What got you interested in your career field?
My dad is an immigrant with an unending love of America and the American Dream, so I grew up knowing its importance. Unfortunately, growing up in Rhode Island and watching what was unfolding in Washington while I was in college, I saw government at every level obstructing opportunity, so I decided to do something about it. Those things still motivate me every day.
Has a book ever changed your life?
Dr. Arthur Brooks’ The Road to Freedom. It is lesser known than books on similar subjects, and it came out a couple of years before The Conservative Heart, which many people saw last year, but it changed the way I approach policy debates and policy conversations. It also made me better about considering and communicating how public policy and reforms impact the least fortunate among us.
What place most challenged your thinking?
Definitely the first time I went to India as a teenager. The abject poverty in parts of India is absolutely horrifying, but in those same places you see people who are happy and productive because they have strong families and they appreciate the dignity of work. India has also developed faster than just about anywhere else in the world over the past 30 or so years, and it is thanks almost entirely to the expansion of free-market principles, free trade, the rule of law, and other values we hold dear.
Why did you decide to participate in a Charles Koch Institute educational program?
First, because it was a prerequisite to being hired for my first job in the free-market movement, but also because I was semi-aware of how little I knew about all of this. The Charles Koch Institute was an incubator for the development of those skills and knowledge.
What was most memorable about the Institute’s educational programs?
I was never really involved with political groups in college, so the first day of Liberty@Work was literally the first time in my life I had been in a room of like-minded people. I continue to keep in touch with the network of people I met there.
What’s something your friends find surprising about you?

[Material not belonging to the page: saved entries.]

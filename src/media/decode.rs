use std::io::Read;
use std::path::{Path, PathBuf};
use std::process::{Child, ChildStdout, Stdio};

use crate::foundation::core::{Canvas, FrameRGBA, Fps};
use crate::foundation::error::{ReelError, ReelResult};
use crate::media::ffmpeg::{ffmpeg_command, run_captured};
use crate::media::probe::check_readable_file;

pub const MIX_SAMPLE_RATE: u32 = 48_000;
pub const MIX_CHANNELS: u16 = 2;

#[derive(Clone, Debug, PartialEq)]
pub struct AudioPcm {
    pub sample_rate: u32,
    pub channels: u16,
    pub interleaved_f32: Vec<f32>,
}

impl AudioPcm {
    pub fn frames(&self) -> usize {
        if self.channels == 0 {
            0
        } else {
            self.interleaved_f32.len() / usize::from(self.channels)
        }
    }

    pub fn duration_secs(&self) -> f64 {
        if self.sample_rate == 0 {
            0.0
        } else {
            self.frames() as f64 / f64::from(self.sample_rate)
        }
    }
}

/// Decode any ffmpeg-readable audio file to interleaved stereo `f32` at `sample_rate`.
pub fn decode_audio_f32_stereo(path: &Path, sample_rate: u32) -> ReelResult<AudioPcm> {
    check_readable_file(path)?;

    let mut cmd = ffmpeg_command();
    cmd.arg("-i").arg(path).args([
        "-vn",
        "-f",
        "f32le",
        "-acodec",
        "pcm_f32le",
        "-ac",
        &MIX_CHANNELS.to_string(),
        "-ar",
        &sample_rate.to_string(),
        "pipe:1",
    ]);
    let out = run_captured(cmd, |msg| ReelError::media_read(path, msg))?;

    if !out.stdout.len().is_multiple_of(4) {
        return Err(ReelError::media_read(
            path,
            "decoded audio byte length is not aligned to f32 samples",
        ));
    }
    let mut pcm = Vec::<f32>::with_capacity(out.stdout.len() / 4);
    for chunk in out.stdout.chunks_exact(4) {
        pcm.push(f32::from_le_bytes([chunk[0], chunk[1], chunk[2], chunk[3]]));
    }
    if pcm.is_empty() {
        return Err(ReelError::media_read(path, "decoded audio is empty"));
    }

    Ok(AudioPcm {
        sample_rate,
        channels: MIX_CHANNELS,
        interleaved_f32: pcm,
    })
}

/// Pull-based source of video frames in presentation order.
pub trait FrameSource {
    /// Frame geometry every yielded frame has.
    fn canvas(&self) -> Canvas;
    /// Next frame, or `None` once the source is exhausted.
    fn next_frame(&mut self) -> ReelResult<Option<FrameRGBA>>;
}

/// Streams straight-alpha RGBA8 frames out of an `ffmpeg` decoder, resampled to a fixed rate.
pub struct FfmpegFrameSource {
    path: PathBuf,
    canvas: Canvas,
    child: Option<Child>,
    stdout: Option<ChildStdout>,
    stderr_drain: Option<std::thread::JoinHandle<std::io::Result<Vec<u8>>>>,
    exhausted: bool,
}

impl FfmpegFrameSource {
    pub fn open(path: &Path, canvas: Canvas, fps: Fps) -> ReelResult<Self> {
        check_readable_file(path)?;
        if canvas.width == 0 || canvas.height == 0 {
            return Err(ReelError::media_read(path, "video canvas must be non-zero"));
        }

        let mut cmd = ffmpeg_command();
        cmd.arg("-i")
            .arg(path)
            .args([
                "-an",
                "-vf",
                &format!("fps={}/{}", fps.num, fps.den),
                "-f",
                "rawvideo",
                "-pix_fmt",
                "rgba",
                "pipe:1",
            ])
            .stdin(Stdio::null())
            .stdout(Stdio::piped())
            .stderr(Stdio::piped());

        let mut child = cmd.spawn().map_err(|e| {
            ReelError::media_read(
                path,
                format!("failed to spawn ffmpeg (is it installed and on PATH?): {e}"),
            )
        })?;
        let stdout = child
            .stdout
            .take()
            .ok_or_else(|| ReelError::media_read(path, "failed to open ffmpeg stdout"))?;
        let mut stderr = child
            .stderr
            .take()
            .ok_or_else(|| ReelError::media_read(path, "failed to open ffmpeg stderr"))?;
        let stderr_drain = std::thread::spawn(move || {
            let mut stderr_bytes = Vec::new();
            stderr.read_to_end(&mut stderr_bytes)?;
            Ok(stderr_bytes)
        });

        Ok(Self {
            path: path.to_path_buf(),
            canvas,
            child: Some(child),
            stdout: Some(stdout),
            stderr_drain: Some(stderr_drain),
            exhausted: false,
        })
    }

    /// Stop decoding and reap the child process.
    ///
    /// A decoder closed before end of stream is killed and its exit status ignored; one that ran
    /// to completion must have exited cleanly.
    pub fn close(&mut self) -> ReelResult<()> {
        drop(self.stdout.take());
        let Some(mut child) = self.child.take() else {
            return Ok(());
        };
        if !self.exhausted {
            let _ = child.kill();
        }
        let status = child
            .wait()
            .map_err(|e| ReelError::media_read(&self.path, format!("failed to wait for ffmpeg: {e}")))?;
        let stderr_bytes = match self.stderr_drain.take() {
            Some(handle) => handle
                .join()
                .map_err(|_| ReelError::media_read(&self.path, "ffmpeg stderr drain thread panicked"))?
                .unwrap_or_default(),
            None => Vec::new(),
        };
        if self.exhausted && !status.success() {
            return Err(ReelError::media_read(
                &self.path,
                format!(
                    "ffmpeg decode exited with status {status}: {}",
                    String::from_utf8_lossy(&stderr_bytes).trim()
                ),
            ));
        }
        Ok(())
    }
}

impl FrameSource for FfmpegFrameSource {
    fn canvas(&self) -> Canvas {
        self.canvas
    }

    fn next_frame(&mut self) -> ReelResult<Option<FrameRGBA>> {
        if self.exhausted {
            return Ok(None);
        }
        let Some(stdout) = self.stdout.as_mut() else {
            return Ok(None);
        };

        let mut data = vec![0u8; self.canvas.rgba_len()];
        let mut filled = 0usize;
        while filled < data.len() {
            match stdout.read(&mut data[filled..]) {
                Ok(0) => break,
                Ok(n) => filled += n,
                Err(e) if e.kind() == std::io::ErrorKind::Interrupted => continue,
                Err(e) => {
                    return Err(ReelError::media_read(
                        &self.path,
                        format!("failed to read decoded frame: {e}"),
                    ));
                }
            }
        }

        if filled == 0 {
            self.exhausted = true;
            return Ok(None);
        }
        if filled < data.len() {
            self.exhausted = true;
            return Err(ReelError::media_read(
                &self.path,
                format!(
                    "truncated frame from decoder: got {filled} bytes, expected {}",
                    data.len()
                ),
            ));
        }

        Ok(Some(FrameRGBA {
            width: self.canvas.width,
            height: self.canvas.height,
            data,
            premultiplied: false,
        }))
    }
}

impl Drop for FfmpegFrameSource {
    fn drop(&mut self) {
        if self.child.is_some() {
            let _ = self.close();
        }
    }
}

/// Frame source over pre-built frames, for tests and debugging.
#[derive(Debug, Default)]
pub struct InMemoryFrameSource {
    canvas: Option<Canvas>,
    frames: std::collections::VecDeque<FrameRGBA>,
}

impl InMemoryFrameSource {
    pub fn new(canvas: Canvas, frames: Vec<FrameRGBA>) -> Self {
        Self {
            canvas: Some(canvas),
            frames: frames.into(),
        }
    }

    /// `count` identical opaque frames filled with `rgba`.
    pub fn solid(canvas: Canvas, rgba: [u8; 4], count: usize) -> Self {
        let mut data = Vec::with_capacity(canvas.rgba_len());
        for _ in 0..(canvas.width as usize * canvas.height as usize) {
            data.extend_from_slice(&rgba);
        }
        let frame = FrameRGBA {
            width: canvas.width,
            height: canvas.height,
            data,
            premultiplied: false,
        };
        Self::new(canvas, vec![frame; count])
    }
}

impl FrameSource for InMemoryFrameSource {
    fn canvas(&self) -> Canvas {
        self.canvas.unwrap_or(Canvas::new(0, 0))
    }

    fn next_frame(&mut self) -> ReelResult<Option<FrameRGBA>> {
        Ok(self.frames.pop_front())
    }
}

#[cfg(test)]
#[path = "../../tests/unit/media/decode.rs"]
mod tests;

Hopefully not much at this point, but maybe just how different my life is outside of work. The high-pressure professional environment is the exact opposite of time spent with close friends, and I treat them accordingly.
What’s one piece of advice you’ve taken to heart?
I’ve learned over time (mostly from family) to be humble and not complain, and to spread that to others.
What do you want to be known for?
I want to be well liked by people from all walks of life and known as a “happy warrior” who made a significant, long-lasting impact in expanding opportunity and the American Dream.